— EXERCISE INSTRUCTIONS —
Copy out every line of the records in which "Local" can be found.

*** DATA TO EXAMINE ***

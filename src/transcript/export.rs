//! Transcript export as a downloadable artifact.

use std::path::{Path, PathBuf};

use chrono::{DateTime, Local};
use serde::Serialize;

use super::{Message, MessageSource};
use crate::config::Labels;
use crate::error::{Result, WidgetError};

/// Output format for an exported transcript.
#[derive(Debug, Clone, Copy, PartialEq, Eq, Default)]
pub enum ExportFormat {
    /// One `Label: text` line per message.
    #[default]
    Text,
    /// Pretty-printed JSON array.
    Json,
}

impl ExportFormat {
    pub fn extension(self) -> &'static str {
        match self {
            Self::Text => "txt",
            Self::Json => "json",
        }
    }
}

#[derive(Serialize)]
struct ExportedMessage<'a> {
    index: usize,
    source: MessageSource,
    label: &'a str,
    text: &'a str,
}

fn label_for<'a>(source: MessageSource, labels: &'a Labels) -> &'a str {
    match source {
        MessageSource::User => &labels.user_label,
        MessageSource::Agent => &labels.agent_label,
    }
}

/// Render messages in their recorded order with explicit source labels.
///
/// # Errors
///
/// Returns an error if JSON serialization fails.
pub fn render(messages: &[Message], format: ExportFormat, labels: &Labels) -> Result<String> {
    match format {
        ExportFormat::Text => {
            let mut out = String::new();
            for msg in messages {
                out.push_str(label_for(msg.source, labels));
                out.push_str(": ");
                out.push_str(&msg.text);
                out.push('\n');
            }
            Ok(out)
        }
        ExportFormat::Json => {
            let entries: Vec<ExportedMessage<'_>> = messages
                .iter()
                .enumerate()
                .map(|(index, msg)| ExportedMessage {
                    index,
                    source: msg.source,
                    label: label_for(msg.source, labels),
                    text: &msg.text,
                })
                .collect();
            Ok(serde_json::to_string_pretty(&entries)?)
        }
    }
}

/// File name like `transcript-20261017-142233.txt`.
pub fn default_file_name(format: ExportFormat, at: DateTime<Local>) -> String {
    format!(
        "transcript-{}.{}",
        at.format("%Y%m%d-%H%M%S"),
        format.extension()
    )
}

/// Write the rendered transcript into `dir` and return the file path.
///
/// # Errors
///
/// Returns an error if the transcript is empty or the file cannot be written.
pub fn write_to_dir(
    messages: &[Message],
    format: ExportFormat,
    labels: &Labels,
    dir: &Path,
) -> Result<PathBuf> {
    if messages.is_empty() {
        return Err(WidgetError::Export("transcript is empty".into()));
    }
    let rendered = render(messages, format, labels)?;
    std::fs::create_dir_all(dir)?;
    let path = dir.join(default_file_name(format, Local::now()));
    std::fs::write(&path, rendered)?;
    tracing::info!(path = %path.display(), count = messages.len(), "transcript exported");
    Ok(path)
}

*** End of DATA TO EXAMINE ***

— EXERCISE SOLUTION —
use chrono::{DateTime, Local};
pub fn default_file_name(format: ExportFormat, at: DateTime<Local>) -> String {
    let path = dir.join(default_file_name(format, Local::now()));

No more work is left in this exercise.